The problem -> Locate the string "struct" in the records below. Copy every line where it occurs.

Dataset entries:
◆ ◆ ◆
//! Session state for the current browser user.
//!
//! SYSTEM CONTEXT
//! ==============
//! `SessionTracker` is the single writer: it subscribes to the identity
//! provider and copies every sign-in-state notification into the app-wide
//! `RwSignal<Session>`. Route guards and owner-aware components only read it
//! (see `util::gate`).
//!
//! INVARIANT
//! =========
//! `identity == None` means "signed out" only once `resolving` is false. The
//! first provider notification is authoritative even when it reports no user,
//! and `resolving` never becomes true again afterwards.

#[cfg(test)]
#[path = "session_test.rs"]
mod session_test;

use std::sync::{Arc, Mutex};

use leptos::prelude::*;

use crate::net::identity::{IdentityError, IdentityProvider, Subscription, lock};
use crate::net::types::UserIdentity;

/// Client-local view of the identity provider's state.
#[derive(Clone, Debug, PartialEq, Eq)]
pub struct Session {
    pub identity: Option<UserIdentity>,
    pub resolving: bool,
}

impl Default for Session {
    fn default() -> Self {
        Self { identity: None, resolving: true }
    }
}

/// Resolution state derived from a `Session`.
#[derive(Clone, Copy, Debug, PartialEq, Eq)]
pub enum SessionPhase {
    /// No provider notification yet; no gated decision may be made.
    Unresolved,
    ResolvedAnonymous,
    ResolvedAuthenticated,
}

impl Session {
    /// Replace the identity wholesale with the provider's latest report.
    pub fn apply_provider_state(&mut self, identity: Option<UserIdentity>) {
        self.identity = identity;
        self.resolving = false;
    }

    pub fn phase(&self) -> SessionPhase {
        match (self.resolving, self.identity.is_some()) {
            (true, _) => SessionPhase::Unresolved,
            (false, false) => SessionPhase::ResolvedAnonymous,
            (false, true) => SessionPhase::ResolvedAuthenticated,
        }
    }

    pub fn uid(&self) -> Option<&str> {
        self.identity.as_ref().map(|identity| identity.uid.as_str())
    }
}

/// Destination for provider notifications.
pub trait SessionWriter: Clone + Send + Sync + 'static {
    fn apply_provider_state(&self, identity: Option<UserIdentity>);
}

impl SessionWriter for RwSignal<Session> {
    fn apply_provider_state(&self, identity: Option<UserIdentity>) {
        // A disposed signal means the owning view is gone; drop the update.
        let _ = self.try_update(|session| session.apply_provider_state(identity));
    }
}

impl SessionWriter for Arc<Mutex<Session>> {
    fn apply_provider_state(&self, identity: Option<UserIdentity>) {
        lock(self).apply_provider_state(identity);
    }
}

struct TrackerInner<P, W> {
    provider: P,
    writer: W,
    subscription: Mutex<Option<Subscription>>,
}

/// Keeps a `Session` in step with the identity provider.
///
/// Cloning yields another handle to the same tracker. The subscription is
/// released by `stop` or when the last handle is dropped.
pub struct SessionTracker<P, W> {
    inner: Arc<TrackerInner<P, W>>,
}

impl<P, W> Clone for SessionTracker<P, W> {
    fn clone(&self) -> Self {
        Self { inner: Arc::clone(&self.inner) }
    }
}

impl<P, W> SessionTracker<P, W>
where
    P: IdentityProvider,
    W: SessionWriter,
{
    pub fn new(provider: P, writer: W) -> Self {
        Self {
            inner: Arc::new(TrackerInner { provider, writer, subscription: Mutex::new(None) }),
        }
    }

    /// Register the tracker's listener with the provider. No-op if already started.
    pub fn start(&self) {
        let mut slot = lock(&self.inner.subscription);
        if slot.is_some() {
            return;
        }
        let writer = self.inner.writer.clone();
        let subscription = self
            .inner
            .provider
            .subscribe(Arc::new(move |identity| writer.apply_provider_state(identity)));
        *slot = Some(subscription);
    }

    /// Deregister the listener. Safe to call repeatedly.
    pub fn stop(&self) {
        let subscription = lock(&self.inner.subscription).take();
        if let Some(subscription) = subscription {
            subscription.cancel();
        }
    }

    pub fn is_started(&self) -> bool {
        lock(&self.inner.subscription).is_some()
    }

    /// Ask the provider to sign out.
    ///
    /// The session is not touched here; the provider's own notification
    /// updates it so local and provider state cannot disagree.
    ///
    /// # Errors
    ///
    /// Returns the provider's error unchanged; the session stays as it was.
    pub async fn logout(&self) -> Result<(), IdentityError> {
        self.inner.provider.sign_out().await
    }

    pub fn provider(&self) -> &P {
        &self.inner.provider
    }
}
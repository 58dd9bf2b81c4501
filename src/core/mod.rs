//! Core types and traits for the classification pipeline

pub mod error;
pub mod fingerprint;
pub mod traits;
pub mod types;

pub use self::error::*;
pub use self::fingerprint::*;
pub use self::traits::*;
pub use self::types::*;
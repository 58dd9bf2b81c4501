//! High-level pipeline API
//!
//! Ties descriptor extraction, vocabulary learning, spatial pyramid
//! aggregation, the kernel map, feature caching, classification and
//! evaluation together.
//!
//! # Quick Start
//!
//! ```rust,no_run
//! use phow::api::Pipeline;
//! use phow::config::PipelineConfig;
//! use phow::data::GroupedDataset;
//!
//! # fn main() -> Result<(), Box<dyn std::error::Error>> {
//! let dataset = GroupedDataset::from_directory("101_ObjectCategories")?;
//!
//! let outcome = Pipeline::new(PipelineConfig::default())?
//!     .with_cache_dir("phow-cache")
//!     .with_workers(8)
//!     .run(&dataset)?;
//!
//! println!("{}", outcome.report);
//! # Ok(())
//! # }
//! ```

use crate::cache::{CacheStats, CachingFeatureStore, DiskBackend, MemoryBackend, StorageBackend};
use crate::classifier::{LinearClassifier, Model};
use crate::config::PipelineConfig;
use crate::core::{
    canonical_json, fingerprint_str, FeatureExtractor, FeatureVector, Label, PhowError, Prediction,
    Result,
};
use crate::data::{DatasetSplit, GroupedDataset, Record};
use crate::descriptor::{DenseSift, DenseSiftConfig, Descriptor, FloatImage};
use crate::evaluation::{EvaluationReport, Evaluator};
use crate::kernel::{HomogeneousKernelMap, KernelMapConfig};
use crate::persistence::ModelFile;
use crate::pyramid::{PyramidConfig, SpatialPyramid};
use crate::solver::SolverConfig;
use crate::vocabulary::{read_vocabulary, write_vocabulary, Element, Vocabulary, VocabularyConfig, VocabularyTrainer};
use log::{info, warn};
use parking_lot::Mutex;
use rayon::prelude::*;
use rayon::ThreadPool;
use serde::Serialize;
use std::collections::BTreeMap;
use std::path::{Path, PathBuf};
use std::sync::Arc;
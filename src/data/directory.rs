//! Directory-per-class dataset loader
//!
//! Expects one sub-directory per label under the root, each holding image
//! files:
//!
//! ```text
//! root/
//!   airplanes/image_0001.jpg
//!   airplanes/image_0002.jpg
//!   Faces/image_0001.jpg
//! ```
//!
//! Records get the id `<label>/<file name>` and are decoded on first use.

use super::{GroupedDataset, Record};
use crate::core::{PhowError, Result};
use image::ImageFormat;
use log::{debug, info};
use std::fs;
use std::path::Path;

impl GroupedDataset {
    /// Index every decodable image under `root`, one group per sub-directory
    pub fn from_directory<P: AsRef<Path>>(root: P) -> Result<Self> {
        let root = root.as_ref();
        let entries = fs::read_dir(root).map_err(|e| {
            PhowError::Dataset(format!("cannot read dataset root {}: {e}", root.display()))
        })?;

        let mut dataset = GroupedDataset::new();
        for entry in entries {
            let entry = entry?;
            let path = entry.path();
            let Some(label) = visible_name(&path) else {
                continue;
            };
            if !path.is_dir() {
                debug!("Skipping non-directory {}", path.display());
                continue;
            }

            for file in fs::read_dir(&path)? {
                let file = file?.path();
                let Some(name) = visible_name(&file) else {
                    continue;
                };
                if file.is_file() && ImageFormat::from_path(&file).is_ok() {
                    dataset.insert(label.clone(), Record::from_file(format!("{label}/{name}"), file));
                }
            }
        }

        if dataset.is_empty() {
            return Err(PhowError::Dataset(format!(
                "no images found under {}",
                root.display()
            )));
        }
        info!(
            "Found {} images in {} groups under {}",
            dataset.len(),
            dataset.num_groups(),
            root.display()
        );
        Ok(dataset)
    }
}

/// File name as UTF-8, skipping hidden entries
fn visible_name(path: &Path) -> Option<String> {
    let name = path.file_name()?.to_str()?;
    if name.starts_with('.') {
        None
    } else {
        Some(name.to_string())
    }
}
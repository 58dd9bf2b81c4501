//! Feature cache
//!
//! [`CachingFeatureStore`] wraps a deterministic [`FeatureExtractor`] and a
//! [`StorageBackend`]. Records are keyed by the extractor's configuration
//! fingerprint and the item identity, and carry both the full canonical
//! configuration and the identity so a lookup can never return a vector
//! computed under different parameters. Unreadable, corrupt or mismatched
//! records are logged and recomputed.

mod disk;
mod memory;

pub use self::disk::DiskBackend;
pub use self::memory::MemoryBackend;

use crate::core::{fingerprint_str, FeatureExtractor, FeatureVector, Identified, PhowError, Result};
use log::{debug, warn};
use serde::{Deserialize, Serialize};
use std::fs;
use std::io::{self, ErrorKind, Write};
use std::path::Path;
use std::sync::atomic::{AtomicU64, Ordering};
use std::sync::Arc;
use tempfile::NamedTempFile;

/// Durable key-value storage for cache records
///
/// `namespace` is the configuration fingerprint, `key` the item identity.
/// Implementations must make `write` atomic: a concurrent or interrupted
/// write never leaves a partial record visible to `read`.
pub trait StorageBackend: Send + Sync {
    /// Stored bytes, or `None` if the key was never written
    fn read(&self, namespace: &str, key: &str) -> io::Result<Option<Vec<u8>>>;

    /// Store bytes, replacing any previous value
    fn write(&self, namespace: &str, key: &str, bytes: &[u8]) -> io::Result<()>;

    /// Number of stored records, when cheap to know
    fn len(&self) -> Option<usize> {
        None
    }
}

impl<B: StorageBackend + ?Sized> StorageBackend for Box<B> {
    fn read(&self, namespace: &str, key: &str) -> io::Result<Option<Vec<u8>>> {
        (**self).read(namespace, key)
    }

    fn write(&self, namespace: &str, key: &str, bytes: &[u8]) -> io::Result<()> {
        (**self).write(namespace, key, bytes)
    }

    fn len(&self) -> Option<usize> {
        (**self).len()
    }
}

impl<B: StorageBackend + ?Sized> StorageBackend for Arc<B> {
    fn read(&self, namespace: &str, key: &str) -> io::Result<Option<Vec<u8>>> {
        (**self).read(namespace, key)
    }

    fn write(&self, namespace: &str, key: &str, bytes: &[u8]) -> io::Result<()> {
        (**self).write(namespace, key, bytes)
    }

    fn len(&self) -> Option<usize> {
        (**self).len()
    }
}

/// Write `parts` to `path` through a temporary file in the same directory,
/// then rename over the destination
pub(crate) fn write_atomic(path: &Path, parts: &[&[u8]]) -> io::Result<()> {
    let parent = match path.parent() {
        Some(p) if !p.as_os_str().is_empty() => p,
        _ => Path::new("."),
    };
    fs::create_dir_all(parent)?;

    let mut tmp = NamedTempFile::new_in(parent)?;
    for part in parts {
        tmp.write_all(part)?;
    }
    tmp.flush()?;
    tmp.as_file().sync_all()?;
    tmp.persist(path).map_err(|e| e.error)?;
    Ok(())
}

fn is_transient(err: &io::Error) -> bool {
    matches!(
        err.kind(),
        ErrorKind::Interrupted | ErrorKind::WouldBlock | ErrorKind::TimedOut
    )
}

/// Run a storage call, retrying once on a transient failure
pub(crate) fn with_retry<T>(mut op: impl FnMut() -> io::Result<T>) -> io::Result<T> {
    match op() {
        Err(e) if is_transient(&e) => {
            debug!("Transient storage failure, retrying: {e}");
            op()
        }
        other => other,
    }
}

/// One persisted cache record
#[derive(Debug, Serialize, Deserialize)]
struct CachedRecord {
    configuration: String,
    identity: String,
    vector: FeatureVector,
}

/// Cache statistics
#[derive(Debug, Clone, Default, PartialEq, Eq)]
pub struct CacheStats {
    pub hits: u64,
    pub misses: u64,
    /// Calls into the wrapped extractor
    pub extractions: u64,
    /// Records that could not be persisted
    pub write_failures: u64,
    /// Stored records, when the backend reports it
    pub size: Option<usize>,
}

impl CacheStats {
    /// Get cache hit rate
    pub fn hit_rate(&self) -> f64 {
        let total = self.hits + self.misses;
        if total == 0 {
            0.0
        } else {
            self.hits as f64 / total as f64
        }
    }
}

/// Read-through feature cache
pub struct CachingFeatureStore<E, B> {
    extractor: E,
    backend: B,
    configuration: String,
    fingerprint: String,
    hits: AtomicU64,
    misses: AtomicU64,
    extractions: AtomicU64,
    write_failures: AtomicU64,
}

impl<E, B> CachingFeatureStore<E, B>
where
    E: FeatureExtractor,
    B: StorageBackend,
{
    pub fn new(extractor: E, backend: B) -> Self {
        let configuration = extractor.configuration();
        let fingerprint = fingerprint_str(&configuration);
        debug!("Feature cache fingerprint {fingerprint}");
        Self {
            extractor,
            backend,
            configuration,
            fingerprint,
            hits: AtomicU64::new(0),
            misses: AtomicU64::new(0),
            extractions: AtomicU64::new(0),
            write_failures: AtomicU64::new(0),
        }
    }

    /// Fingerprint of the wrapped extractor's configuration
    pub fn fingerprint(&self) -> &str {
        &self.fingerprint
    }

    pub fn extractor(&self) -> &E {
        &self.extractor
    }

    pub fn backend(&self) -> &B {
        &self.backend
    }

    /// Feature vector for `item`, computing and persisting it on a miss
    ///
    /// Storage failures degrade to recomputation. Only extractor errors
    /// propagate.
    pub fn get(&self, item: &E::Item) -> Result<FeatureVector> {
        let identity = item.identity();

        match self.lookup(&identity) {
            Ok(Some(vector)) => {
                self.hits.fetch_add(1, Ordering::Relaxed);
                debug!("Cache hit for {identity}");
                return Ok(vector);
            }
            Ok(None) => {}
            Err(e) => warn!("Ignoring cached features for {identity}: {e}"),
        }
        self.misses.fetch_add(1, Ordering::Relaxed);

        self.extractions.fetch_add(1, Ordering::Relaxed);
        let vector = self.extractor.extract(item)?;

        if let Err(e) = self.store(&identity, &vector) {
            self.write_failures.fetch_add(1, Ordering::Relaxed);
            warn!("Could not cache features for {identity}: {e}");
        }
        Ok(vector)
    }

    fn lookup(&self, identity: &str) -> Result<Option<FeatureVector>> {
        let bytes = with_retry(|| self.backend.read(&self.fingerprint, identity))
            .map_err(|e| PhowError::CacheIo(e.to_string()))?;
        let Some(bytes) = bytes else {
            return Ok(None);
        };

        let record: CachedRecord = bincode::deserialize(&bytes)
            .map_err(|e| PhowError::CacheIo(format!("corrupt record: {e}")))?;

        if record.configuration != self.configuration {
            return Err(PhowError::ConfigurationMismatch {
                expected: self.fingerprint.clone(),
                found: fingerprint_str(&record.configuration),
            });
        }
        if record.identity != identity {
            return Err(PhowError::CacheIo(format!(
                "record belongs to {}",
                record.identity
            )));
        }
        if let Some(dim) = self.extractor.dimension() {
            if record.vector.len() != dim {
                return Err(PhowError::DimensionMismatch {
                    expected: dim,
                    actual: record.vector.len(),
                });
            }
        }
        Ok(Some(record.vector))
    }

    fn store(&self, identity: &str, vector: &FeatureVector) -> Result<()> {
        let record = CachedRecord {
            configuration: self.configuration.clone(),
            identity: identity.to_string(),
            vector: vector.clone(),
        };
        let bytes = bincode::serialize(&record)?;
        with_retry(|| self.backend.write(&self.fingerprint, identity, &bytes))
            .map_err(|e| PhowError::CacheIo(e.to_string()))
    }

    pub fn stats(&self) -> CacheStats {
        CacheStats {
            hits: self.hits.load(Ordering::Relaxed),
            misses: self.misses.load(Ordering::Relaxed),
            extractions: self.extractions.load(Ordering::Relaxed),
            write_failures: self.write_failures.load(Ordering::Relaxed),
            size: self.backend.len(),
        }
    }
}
◆ ◆ ◆
Reply ->
pub struct Session {
struct TrackerInner<P, W> {
pub struct SessionTracker<P, W> {
struct CachedRecord {
pub struct CacheStats {
pub struct CachingFeatureStore<E, B> {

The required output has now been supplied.